Burrington Camp, also known as Burrington Ham, is an Iron Age hill fort in the North Somerset district of Somerset, England. The hill fort is situated in the Mendip Hills approximately 0.6 mi south from the village of Burrington.

The camp overlooks Burrington Combe, where there have been archaeological discoveries of cemeteries, demonstrating a very long human occupation of the area. The hill fort has an oval shape and is univallate.

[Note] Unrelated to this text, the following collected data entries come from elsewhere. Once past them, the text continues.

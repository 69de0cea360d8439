//! Byte-level console tests

use core::fmt::Write;

use rust_serial_delay::console::{Console, ConsoleError, MAX_LINE_LEN, OVERFLOW_MESSAGE, VERSION};
use rust_serial_delay::device::{DeviceControl, DeviceSettings};
use rust_serial_delay::logging::{LogLevel, LogStream};

fn run(console: &mut Console<'_, &mut FakeDevice>, input: &[u8]) -> String {
    let mut out = String::new();
    console.feed(input, &mut out);
    out
}

#[test]
fn test_set_gain() {
    let log = LogStream::new();
    let mut device = FakeDevice::default();
    let mut console = Console::new(&mut device, &log);

    let out = run(&mut console, b"k 10\n");

    assert!(out.is_empty());
    assert_eq!(device.gain_db, 10.0);
}

#[test]
fn test_gain_usage_leaves_gain_unchanged() {
    let log = LogStream::new();
    let mut device = FakeDevice { gain_db: 4.0, ..Default::default() };
    let mut console = Console::new(&mut device, &log);

    let out = run(&mut console, b"k\n");

    assert_eq!(out, "Usage: k <dB>   (current = 4.0 dB)\n");
    assert!(device.calls.is_empty());
    assert_eq!(device.gain_db, 4.0);
}

#[test]
fn test_delay_case_insensitive() {
    let log = LogStream::new();

    let mut lower = FakeDevice::default();
    let mut console = Console::new(&mut lower, &log);
    let out_lower = run(&mut console, b"d 25\n");

    let mut upper = FakeDevice::default();
    let mut console = Console::new(&mut upper, &log);
    let out_upper = run(&mut console, b"D 25\n");

    assert_eq!(out_lower, out_upper);
    assert_eq!(lower.calls, vec![Call::SetDelay(25.0)]);
    assert_eq!(upper.calls, lower.calls);
}

#[test]
fn test_whitespace_line_is_silent() {
    let log = LogStream::new();
    let mut device = FakeDevice::default();
    let mut console = Console::new(&mut device, &log);

    let mut out = String::new();
    assert_eq!(console.feed(b"   \n", &mut out), None);
    assert_eq!(console.feed(b"\n", &mut out), None);

    assert!(out.is_empty());
    assert_eq!(log.pending(), 0);
    assert!(device.calls.is_empty());
}

#[test]
fn test_unknown_command() {
    let log = LogStream::new();
    let mut device = FakeDevice::default();
    let mut console = Console::new(&mut device, &log);

    let mut out = String::new();
    let result = console.feed(b"x\n", &mut out);

    assert_eq!(result, Some(Err(ConsoleError::UnknownCommand)));
    assert!(out.contains("Unknown command: x"));
    assert!(out.contains("Type 'h' for help."));
    assert!(device.calls.is_empty());

    let entry = drain_last(&log);
    assert_eq!(entry.0, LogLevel::Warn);
    assert!(entry.1.contains("'x'"));
}

#[test]
fn test_unknown_utf8_lead_byte_is_escaped() {
    let log = LogStream::new();
    let mut device = FakeDevice::default();
    let mut console = Console::new(&mut device, &log);

    // "é" arrives as 0xC3 0xA9; only the first byte is the command
    let mut out = String::new();
    let result = console.feed("é\n".as_bytes(), &mut out);

    assert_eq!(result, Some(Err(ConsoleError::UnknownCommand)));
    assert_eq!(out, "Unknown command: \\xc3\nType 'h' for help.\n");
    assert!(!out.contains('Ã'));

    let entry = drain_last(&log);
    assert_eq!(entry.0, LogLevel::Warn);
    assert!(entry.1.contains("'\\xc3'"));
}

#[test]
fn test_trailing_text_after_number_ignored() {
    let log = LogStream::new();
    let mut device = FakeDevice::default();
    let mut console = Console::new(&mut device, &log);

    let mut out = String::new();
    assert_eq!(console.feed(b"k 10abc\n", &mut out), Some(Ok(())));

    assert!(out.is_empty());
    assert_eq!(device.calls, vec![Call::SetGain(10.0)]);
}

#[test]
fn test_status_is_repeatable() {
    let log = LogStream::new();
    let mut device = FakeDevice { gain_db: 2.0, delay_ms: 8.0, ..Default::default() };
    let mut console = Console::new(&mut device, &log);

    let first = run(&mut console, b"g\n");
    for _ in 0..5 {
        assert_eq!(run(&mut console, b"g\n"), first);
    }
    assert_eq!(first, "fake gain 2.0\nDelay = 8.00 ms\n");
}

#[test]
fn test_short_line_reaches_parser_intact() {
    let log = LogStream::new();
    let mut device = FakeDevice::default();
    let mut console = Console::new(&mut device, &log);

    let mut out = String::new();
    for &b in b"d  12.5 trailing" {
        assert_eq!(console.feed_byte(b, &mut out), None);
    }
    assert_eq!(console.pending_line(), b"d  12.5 trailing");

    console.feed_byte(b'\n', &mut out);
    assert!(console.pending_line().is_empty());
    drop(console);
    assert_eq!(device.calls, vec![Call::SetDelay(12.5)]);
}

#[test]
fn test_max_length_line_dispatches() {
    let log = LogStream::new();
    let mut device = FakeDevice::default();
    let mut console = Console::new(&mut device, &log);

    // "k" + spaces + "7" = 63 bytes
    let mut line = vec![b'k'];
    line.resize(MAX_LINE_LEN - 1, b' ');
    line.push(b'7');
    assert_eq!(line.len(), 63);

    let mut out = String::new();
    console.feed(&line, &mut out);
    assert_eq!(console.feed_byte(b'\n', &mut out), Some(Ok(())));

    assert!(!out.contains(OVERFLOW_MESSAGE));
    drop(console);
    assert_eq!(device.calls, vec![Call::SetGain(7.0)]);
}

#[test]
fn test_overflow_resets_buffer() {
    let log = LogStream::new();
    let mut device = FakeDevice::default();
    let mut console = Console::new(&mut device, &log);

    let mut out = String::new();
    for _ in 0..MAX_LINE_LEN {
        assert_eq!(console.feed_byte(b'a', &mut out), None);
    }
    assert_eq!(console.feed_byte(b'b', &mut out), Some(Err(ConsoleError::LineTooLong)));

    assert_eq!(out, format!("{}\n", OVERFLOW_MESSAGE));
    assert!(console.pending_line().is_empty());

    let entry = drain_last(&log);
    assert_eq!(entry.0, LogLevel::Warn);
    assert!(entry.1.contains("0x62"));

    // The offending byte is dropped; the tail of the long line becomes a new line
    out.clear();
    console.feed(b"k 3\n", &mut out);
    assert!(out.is_empty());
    drop(console);
    assert_eq!(device.calls, vec![Call::SetGain(3.0)]);
}

#[test]
fn test_overflow_then_newline_is_blank() {
    let log = LogStream::new();
    let mut device = FakeDevice::default();
    let mut console = Console::new(&mut device, &log);

    let mut out = String::new();
    console.feed(&[b'z'; 64], &mut out);
    out.clear();

    assert_eq!(console.feed_byte(b'\n', &mut out), None);
    assert!(out.is_empty());
}

#[test]
fn test_carriage_returns_not_stored_or_counted() {
    let log = LogStream::new();
    let mut device = FakeDevice::default();
    let mut console = Console::new(&mut device, &log);

    let mut out = String::new();
    console.feed(b"k\r 1\r2", &mut out);
    assert_eq!(console.pending_line(), b"k 12");

    // 63 payload bytes with a CR after each still fit
    console.feed(b"\n", &mut out);
    let mut line = Vec::new();
    line.extend_from_slice(b"d\r");
    for _ in 0..MAX_LINE_LEN - 2 {
        line.extend_from_slice(b" \r");
    }
    line.extend_from_slice(b"5\r\r\n");
    console.feed(&line, &mut out);

    assert!(!out.contains(OVERFLOW_MESSAGE));
    drop(console);
    assert_eq!(device.calls, vec![Call::SetGain(12.0), Call::SetDelay(5.0)]);
}

#[test]
fn test_toggle_diagnostics() {
    let log = LogStream::new();
    let mut device = FakeDevice::default();
    let mut console = Console::new(&mut device, &log);

    let out = run(&mut console, b"c\nC\nc\n");

    assert_eq!(out.matches("Command Received").count(), 3);
    drop(console);
    assert!(device.diagnostics);
}

#[test]
fn test_arbitrary_bytes_never_panic() {
    let log = LogStream::new();
    let mut device = FakeDevice::default();
    let mut console = Console::new(&mut device, &log);

    let mut out = String::new();
    for round in 0..3u8 {
        for b in 0..=255u8 {
            console.feed_byte(b.wrapping_add(round), &mut out);
        }
    }
    console.feed_byte(b'\n', &mut out);

    out.clear();
    console.feed(b"g\n", &mut out);
    assert!(out.contains("Delay = "));
}

#[test]
fn test_with_device_settings() {
    let log = LogStream::new();
    let mut console = Console::new(DeviceSettings::default(), &log);

    let mut out = String::new();
    console.feed(b"k -6\nd 25\ng\n", &mut out);

    assert_eq!(out, "Gain = -6.0 dB\nDelay = 25.00 ms\n");
    assert_eq!(console.device().gain_db(), -6.0);

    out.clear();
    console.feed(b"C\n", &mut out);
    assert!(console.device().diagnostics_enabled());
}

#[test]
fn test_banner() {
    let log = LogStream::new();
    let console = Console::new(DeviceSettings::default(), &log);

    let mut out = String::new();
    console.print_banner(&mut out);

    assert!(out.starts_with(VERSION));
    assert!(out.contains("Available Commands"));
}

fn drain_last(log: &LogStream) -> (LogLevel, String) {
    let mut last = None;
    while let Some(entry) = log.drain() {
        last = Some((entry.level, entry.message().to_string()));
    }
    last.expect("console should have logged")
}

// Recording collaborator
#[derive(Debug, Clone, Copy, PartialEq)]
enum Call {
    SetGain(f32),
    SetDelay(f32),
    ToggleDiagnostics,
}

#[derive(Default)]
struct FakeDevice {
    gain_db: f32,
    delay_ms: f32,
    diagnostics: bool,
    calls: Vec<Call>,
}

impl DeviceControl for FakeDevice {
    fn set_gain_db(&mut self, gain_db: f32) {
        self.gain_db = gain_db;
        self.calls.push(Call::SetGain(gain_db));
    }

    fn gain_db(&self) -> f32 {
        self.gain_db
    }

    fn print_gain_settings(&self, out: &mut dyn Write) {
        let _ = writeln!(out, "fake gain {:.1}", self.gain_db);
    }

    fn toggle_diagnostics(&mut self) {
        self.diagnostics = !self.diagnostics;
        self.calls.push(Call::ToggleDiagnostics);
    }

    fn set_delay_ms(&mut self, delay_ms: f32) {
        self.delay_ms = delay_ms;
        self.calls.push(Call::SetDelay(delay_ms));
    }

    fn delay_ms(&self) -> f32 {
        self.delay_ms
    }
}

The name "Burrington Ham" was commonly used for the hill fort before the 20th century. At that time, the camp was sometimes thought to be a Roman one and was also associated with the Druids. By 2022, the interpretation panel on site suggested that the purpose of the earthworks – whether to provide a refuge, to contain/protect a settlement or simply to act as a pen for livestock – was unknown.

==Background==

Hill forts developed in the Late Bronze and Early Iron Age, roughly the start of the first millennium BC. The reason for their emergence in Britain, and their purpose, has been a subject of debate. It has been argued that they could have been military sites constructed in response to invasion from continental Europe, sites built by invaders, or a military reaction to social tensions caused by an increasing population and consequent pressure on agriculture. The dominant view since the 1960s has been that the increasing use of iron led to social changes in Britain. Deposits of iron ore were located in different places to the tin and copper ore necessary to make bronze, and as a result trading patterns shifted and the old elites lost their economic and social status. Power passed into the hands of a new group of people. Archaeologist Barry Cunliffe believes that population increase still played a role and has stated "[the forts] provided defensive possibilities for the community at those times when the stress [of an increasing population] burst out into open warfare. But I wouldn't see them as having been built because there was a state of war. They would be functional as defensive strongholds when there were tensions and undoubtedly some of them were attacked and destroyed, but this was not the only, or even the most significant, factor in their construction".